▸ **What needs to be done**
Given the records below, would you repeat exactly the lines that begin at the one containing "slot in memory." and end at the one containing "impl DocumentRepository for InMemoryDocumentRepository", inclusive?

▸ **Given data**
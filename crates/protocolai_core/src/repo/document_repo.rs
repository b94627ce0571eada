//! Document collection persistence contracts and implementations.
//!
//! # Responsibility
//! - Persist the whole document collection in one durable key/value slot.
//! - Keep SQL and JSON encoding details inside the repository boundary.
//!
//! # Invariants
//! - The slot holds the full collection as a JSON array; writes overwrite it.
//! - Reads reject undecodable slot content instead of masking it.

use crate::db::DbError;
use crate::model::document::Document;
use rusqlite::{params, Connection, OptionalExtension};
use std::cell::{Cell, RefCell};
use std::error::Error;
use std::fmt::{Display, Formatter};

/// Storage key of the document collection slot.
pub const DOCUMENTS_SLOT_KEY: &str = "protocolai-final-data";

pub type RepoResult<T> = Result<T, RepoError>;

/// Repository error for document persistence.
#[derive(Debug)]
pub enum RepoError {
    Db(DbError),
    /// Slot content could not be encoded or decoded as a document list.
    InvalidData(String),
    /// Connection is missing the `kv_slots` table.
    MissingRequiredTable(&'static str),
}

impl Display for RepoError {
    fn fmt(&self, f: &mut Formatter<'_>) -> std::fmt::Result {
        match self {
            Self::Db(err) => write!(f, "{err}"),
            Self::InvalidData(message) => write!(f, "invalid persisted document data: {message}"),
            Self::MissingRequiredTable(table) => {
                write!(f, "document repository requires table `{table}`")
            }
        }
    }
}

impl Error for RepoError {
    fn source(&self) -> Option<&(dyn Error + 'static)> {
        match self {
            Self::Db(err) => Some(err),
            Self::InvalidData(_) | Self::MissingRequiredTable(_) => None,
        }
    }
}

impl From<DbError> for RepoError {
    fn from(value: DbError) -> Self {
        Self::Db(value)
    }
}

impl From<rusqlite::Error> for RepoError {
    fn from(value: rusqlite::Error) -> Self {
        Self::Db(DbError::Sqlite(value))
    }
}

impl From<serde_json::Error> for RepoError {
    fn from(value: serde_json::Error) -> Self {
        Self::InvalidData(value.to_string())
    }
}

/// Durable storage for the document collection.
pub trait DocumentRepository {
    /// Loads the stored collection; `None` when nothing was ever saved.
    fn load_documents(&self) -> RepoResult<Option<Vec<Document>>>;
    /// Overwrites the stored collection.
    fn save_documents(&self, documents: &[Document]) -> RepoResult<()>;
}

/// SQLite-backed document repository over the `kv_slots` table.
pub struct SqliteDocumentRepository<'conn> {
    conn: &'conn Connection,
}

impl<'conn> SqliteDocumentRepository<'conn> {
    /// Constructs a repository from a migrated connection.
    pub fn try_new(conn: &'conn Connection) -> RepoResult<Self> {
        let exists: i64 = conn.query_row(
            "SELECT EXISTS(
                SELECT 1
                FROM sqlite_master
                WHERE type = 'table' AND name = 'kv_slots'
            );",
            [],
            |row| row.get(0),
        )?;
        if exists != 1 {
            return Err(RepoError::MissingRequiredTable("kv_slots"));
        }
        Ok(Self { conn })
    }
}

impl DocumentRepository for SqliteDocumentRepository<'_> {
    fn load_documents(&self) -> RepoResult<Option<Vec<Document>>> {
        let raw: Option<String> = self
            .conn
            .query_row(
                "SELECT slot_value FROM kv_slots WHERE slot_key = ?1;",
                [DOCUMENTS_SLOT_KEY],
                |row| row.get(0),
            )
            .optional()?;

        raw.map(|value| decode_documents(&value)).transpose()
    }

    fn save_documents(&self, documents: &[Document]) -> RepoResult<()> {
        let encoded = serde_json::to_string(documents)?;
        self.conn.execute(
            "INSERT INTO kv_slots (slot_key, slot_value, updated_at)
             VALUES (?1, ?2, (strftime('%s', 'now') * 1000))
             ON CONFLICT(slot_key) DO UPDATE SET
                slot_value = excluded.slot_value,
                updated_at = excluded.updated_at;",
            params![DOCUMENTS_SLOT_KEY, encoded],
        )?;
        Ok(())
    }
}

/// In-process repository keeping the encoded slot in memory.
///
/// Encodes through the same JSON shape as the SQLite slot.
#[derive(Debug, Default)]
pub struct InMemoryDocumentRepository {
    slot: RefCell<Option<String>>,
    saves: Cell<usize>,
}

impl InMemoryDocumentRepository {
    pub fn new() -> Self {
        Self::default()
    }

    /// Creates a repository whose slot already holds `raw`.
    pub fn with_raw_slot(raw: impl Into<String>) -> Self {
        Self {
            slot: RefCell::new(Some(raw.into())),
            saves: Cell::new(0),
        }
    }

    /// Number of successful saves since construction.
    pub fn save_count(&self) -> usize {
        self.saves.get()
    }

    /// Raw encoded slot content.
    pub fn raw_slot(&self) -> Option<String> {
        self.slot.borrow().clone()
    }
}

impl DocumentRepository for InMemoryDocumentRepository {
    fn load_documents(&self) -> RepoResult<Option<Vec<Document>>> {
        self.slot
            .borrow()
            .as_deref()
            .map(decode_documents)
            .transpose()
    }

    fn save_documents(&self, documents: &[Document]) -> RepoResult<()> {
        let encoded = serde_json::to_string(documents)?;
        *self.slot.borrow_mut() = Some(encoded);
        self.saves.set(self.saves.get() + 1);
        Ok(())
    }
}

impl<R: DocumentRepository + ?Sized> DocumentRepository for &R {
    fn load_documents(&self) -> RepoResult<Option<Vec<Document>>> {
        (**self).load_documents()
    }

    fn save_documents(&self, documents: &[Document]) -> RepoResult<()> {
        (**self).save_documents(documents)
    }
}

fn decode_documents(raw: &str) -> RepoResult<Vec<Document>> {
    serde_json::from_str(raw).map_err(Into::into)
}

#[cfg(test)]
mod tests {
    use super::{DocumentRepository, InMemoryDocumentRepository, RepoError};
    use crate::model::seed::initial_documents;

    #[test]
    fn in_memory_repository_starts_empty() {
        let repo = InMemoryDocumentRepository::new();
        assert!(repo.load_documents().unwrap().is_none());
        assert_eq!(repo.save_count(), 0);
    }

    #[test]
    fn in_memory_repository_round_trips_and_counts_saves() {
        let repo = InMemoryDocumentRepository::new();
        let docs = initial_documents(7);
        repo.save_documents(&docs).unwrap();
        assert_eq!(repo.load_documents().unwrap(), Some(docs));
        assert_eq!(repo.save_count(), 1);
    }

    #[test]
    fn corrupt_slot_is_reported_as_invalid_data() {
        let repo = InMemoryDocumentRepository::with_raw_slot("{not json");
        let err = repo.load_documents().unwrap_err();
        assert!(matches!(err, RepoError::InvalidData(_)));
    }
}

▸ **Completed task**
/// In-process repository keeping the encoded slot in memory.
///
/// Encodes through the same JSON shape as the SQLite slot.
#[derive(Debug, Default)]
pub struct InMemoryDocumentRepository {
    slot: RefCell<Option<String>>,
    saves: Cell<usize>,
}

impl InMemoryDocumentRepository {
    pub fn new() -> Self {
        Self::default()
    }

    /// Creates a repository whose slot already holds `raw`.
    pub fn with_raw_slot(raw: impl Into<String>) -> Self {
        Self {
            slot: RefCell::new(Some(raw.into())),
            saves: Cell::new(0),
        }
    }

    /// Number of successful saves since construction.
    pub fn save_count(&self) -> usize {
        self.saves.get()
    }

    /// Raw encoded slot content.
    pub fn raw_slot(&self) -> Option<String> {
        self.slot.borrow().clone()
    }
}

impl DocumentRepository for InMemoryDocumentRepository {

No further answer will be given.